La seconda fase del conflitto contro Aristotele scoppiò a Parigi nel corso degli anni Sessanta e Settanta del XIII secolo. Ispirati da Bonaventura da Bagnoregio (1217 ca.-1274), i teologi conservatori cercarono di porre dei limiti al diffondersi della filosofia aristotelica, considerata il nucleo del nuovo sapere pagano e arabo; era però ormai passata l'epoca in cui una semplice proibizione della lettura delle opere di Aristotele era effettivamente rispettata. Invece di ricorrere alla proibizione delle opere, i teologi conservatori tentarono dunque di far fronte al problema condannando le idee che ritenevano pericolose e offensive. Quando fu evidente che i loro ripetuti ammonimenti contro i pericoli della filosofia profana rimanevano inascoltati, si appellarono al vescovo di Parigi Stefano Tempier, che nel 1270 intervenne condannando 13 articoli che derivavano dagli insegnamenti di Aristotele o dai commenti di Averroè (1126-1198) alle sue opere. Nel 1272 i maestri delle arti dell'Università di Parigi istituirono un giuramento che li vincolava a evitare discussioni su problemi teologici; se, per una qualsiasi ragione, un maestro si fosse ritenuto incapace di evitare un problema teologico, egli, secondo il giuramento, doveva risolverlo a favore della fede.
L'intensità di questa controversia fu evidenziata dagli Errores philosophorum, un'opera scritta da Egidio Romano (1245-1316) tra il 1270 e il 1274, nella quale l'autore compilava un elenco degli errori contenuti nelle opere dei filosofi non cristiani, quali Aristotele, Averroè, Avicenna, Algazel (al-Ġazālī), Alkindi (al-Kindī) e Maimonide (1135-1204). Poiché questi interventi non riuscivano a sedare l'agitazione, papa Giovanni XXI (1276-1277) incaricò il vescovo di Parigi, che era ancora Tempier, di svolgere un'indagine; questi in tre settimane, nel marzo 1277, condannò in blocco 219 proposizioni, in conformità col parere dei suoi consiglieri teologici. In ogni caso, qualunque possa essere stato a Parigi l'impatto di questa condanna, essa non impedì in alcun modo l'utilizzazione della filosofia della Natura nella teologia, anche se i maestri della Facoltà delle arti ‒ che probabilmente avevano studiato nelle scuole di teologia ‒ cercarono di evitare l'impiego di quest'ultima nei loro commenti e nelle loro quaestiones ai libri di Aristotele, in particolare alla Fisica, al De caelo, ai Meteorologica, al De anima, al De generatione et corruptione, ai Parva naturalia. Ciò si verificò in ogni università d'Europa nel corso di tutto il Medioevo.

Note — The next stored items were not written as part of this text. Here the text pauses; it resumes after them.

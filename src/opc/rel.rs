//! Relationship-related objects for OPC packages.
//!
//! Each part (and the package itself) owns a collection of relationships
//! pointing at the parts it references, keyed by rId.

/// A single relationship from a source part to a target part.
#[derive(Debug, Clone)]
pub struct Relationship {
    /// Relationship ID (e.g., "rId1", "rId2")
    r_id: String,

    /// Relationship type URI
    reltype: String,

    /// Target reference, relative to the source part's base URI
    target_ref: String,
}

impl Relationship {
    pub fn new(r_id: String, reltype: String, target_ref: String) -> Self {
        Self {
            r_id,
            reltype,
            target_ref,
        }
    }

    /// Get the relationship ID.
    #[inline]
    pub fn r_id(&self) -> &str {
        &self.r_id
    }

    /// Get the relationship type.
    #[inline]
    pub fn reltype(&self) -> &str {
        &self.reltype
    }

    /// Get the target reference.
    #[inline]
    pub fn target_ref(&self) -> &str {
        &self.target_ref
    }
}

/// Collection of relationships from a single source.
///
/// Insertion-ordered; rIds are allocated sequentially so emission order
/// equals rId order, which keeps serialized packages deterministic.
#[derive(Debug, Clone, Default)]
pub struct Relationships {
    rels: Vec<Relationship>,
}

impl Relationships {
    /// Create a new empty relationships collection.
    pub fn new() -> Self {
        Self::default()
    }

    /// Get a relationship by its ID.
    pub fn get(&self, r_id: &str) -> Option<&Relationship> {
        self.rels.iter().find(|rel| rel.r_id() == r_id)
    }

    /// Get or add a relationship to a target, returning its rId.
    ///
    /// If a relationship of the given type to the target already exists,
    /// its rId is returned. Otherwise a new one is created with the next
    /// sequential rId.
    pub fn get_or_add(&mut self, reltype: &str, target_ref: &str) -> String {
        if let Some(rel) = self
            .rels
            .iter()
            .find(|rel| rel.reltype() == reltype && rel.target_ref() == target_ref)
        {
            return rel.r_id().to_string();
        }

        let r_id = self.next_r_id();
        self.rels.push(Relationship::new(
            r_id.clone(),
            reltype.to_string(),
            target_ref.to_string(),
        ));
        r_id
    }

    /// Get the next available relationship ID ("rId1", "rId2", ...).
    fn next_r_id(&self) -> String {
        format!("rId{}", self.rels.len() + 1)
    }

    /// Get an iterator over all relationships, in rId order.
    #[inline]
    pub fn iter(&self) -> impl Iterator<Item = &Relationship> {
        self.rels.iter()
    }

    /// Get the number of relationships in the collection.
    #[inline]
    pub fn len(&self) -> usize {
        self.rels.len()
    }

    /// Check if the collection is empty.
    #[inline]
    pub fn is_empty(&self) -> bool {
        self.rels.is_empty()
    }

    /// Serialize relationships to the XML of a .rels part.
    pub fn to_xml(&self) -> String {
        let mut xml = String::with_capacity(1024);

        xml.push_str(r#"<?xml version="1.0" encoding="UTF-8" standalone="yes"?>"#);
        xml.push('\n');
        xml.push_str(
            r#"<Relationships xmlns="http://schemas.openxmlformats.org/package/2006/relationships">"#,
        );
        xml.push('\n');

        for rel in &self.rels {
            xml.push_str(&format!(
                r#"  <Relationship Id="{}" Type="{}" Target="{}"/>"#,
                escape_xml(rel.r_id()),
                escape_xml(rel.reltype()),
                escape_xml(rel.target_ref()),
            ));
            xml.push('\n');
        }

        xml.push_str("</Relationships>");

        xml
    }
}

/// Escape XML special characters.
#[inline]
pub(crate) fn escape_xml(s: &str) -> String {
    s.replace('&', "&amp;")
        .replace('<', "&lt;")
        .replace('>', "&gt;")
        .replace('"', "&quot;")
        .replace('\'', "&apos;")
}

#[cfg(test)]
mod tests {
    use super::*;

    #[test]
    fn test_get_or_add() {
        let mut rels = Relationships::new();

        let r_id1 = rels.get_or_add("type1", "target1");
        assert_eq!(r_id1, "rId1");

        // Same type + target returns the same rId
        let again = rels.get_or_add("type1", "target1");
        assert_eq!(again, "rId1");

        // Different target creates a new relationship
        let r_id2 = rels.get_or_add("type1", "target2");
        assert_eq!(r_id2, "rId2");
        assert_eq!(rels.len(), 2);
    }

    #[test]
    fn test_to_xml_order() {
        let mut rels = Relationships::new();
        rels.get_or_add("typeB", "b.xml");
        rels.get_or_add("typeA", "a.xml");

        let xml = rels.to_xml();
        let pos1 = xml.find("rId1").unwrap();
        let pos2 = xml.find("rId2").unwrap();
        assert!(pos1 < pos2);
        assert!(xml.contains(r#"Target="b.xml""#));
    }

    #[test]
    fn test_escape_xml() {
        assert_eq!(escape_xml("a&b<c>"), "a&amp;b&lt;c&gt;");
        assert_eq!(escape_xml("plain"), "plain");
    }
}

Per i teologi, la situazione era completamente diversa; essi erano gli eredi dell'antica tradizione secondo la quale il sapere secolare, e in particolar modo la filosofia della Natura, dovevano essere considerati ancelle della teologia; quando, nell'XI sec., emerse l'esigenza di razionalizzare e di sistematizzare il pensiero teologico, sembrò dunque opportuno utilizzare la logica e la filosofia della Natura come strumenti per il conseguimento di questo fine. Lo stesso Pietro Lombardo, sebbene nella prefazione alle Sententiae sottolineasse che l'argomentazione filosofica dovesse svolgere nel pensiero teologico un ruolo di secondo piano, in tutta la sua monumentale opera seguitò tuttavia a impiegare la logica e la filosofia. Inoltre, occorre ricordare che la logica e la filosofia della Natura hanno costituito la base del corso di studi nelle Facoltà delle arti di tutte le università medievali solamente grazie all'approvazione dei teologi e delle autorità ecclesiastiche; se la Chiesa e i suoi teologi, che svolgevano un ruolo importante nel garantire privilegi e sussidi finanziari alle università, avessero considerato queste discipline ostili alla teologia e alla dottrina cristiana, avrebbero impedito l'attribuzione di tali privilegi e sussidi.
Poiché, in pratica, ogni studente che frequentava le scuole di teologia doveva aver già conseguito, presso una Facoltà delle arti, il titolo di maestro o uno equivalente, egli doveva aver studiato a fondo la logica e la filosofia della Natura. Quindi si può facilmente comprendere perché i teologi innovatori fossero favoriti nel tentativo di introdurre queste discipline all'interno dello studio della teologia. Il loro approfondito patrimonio di conoscenza della filosofia della Natura e la tradizione cristiana, secondo la quale la filosofia aveva una collocazione ancillare rispetto alla teologia, inducevano inevitabilmente i teologi a impiegare la filosofia della Natura nelle loro discussioni e a introdurla di frequente nei commenti alle Sententiae, che era il loro manuale di teologia; poiché avevano l'abitudine di mettere insieme la teologia con la filosofia della Natura, essi potrebbero appropriatamente essere definiti 'filosofi-teologi della Natura'.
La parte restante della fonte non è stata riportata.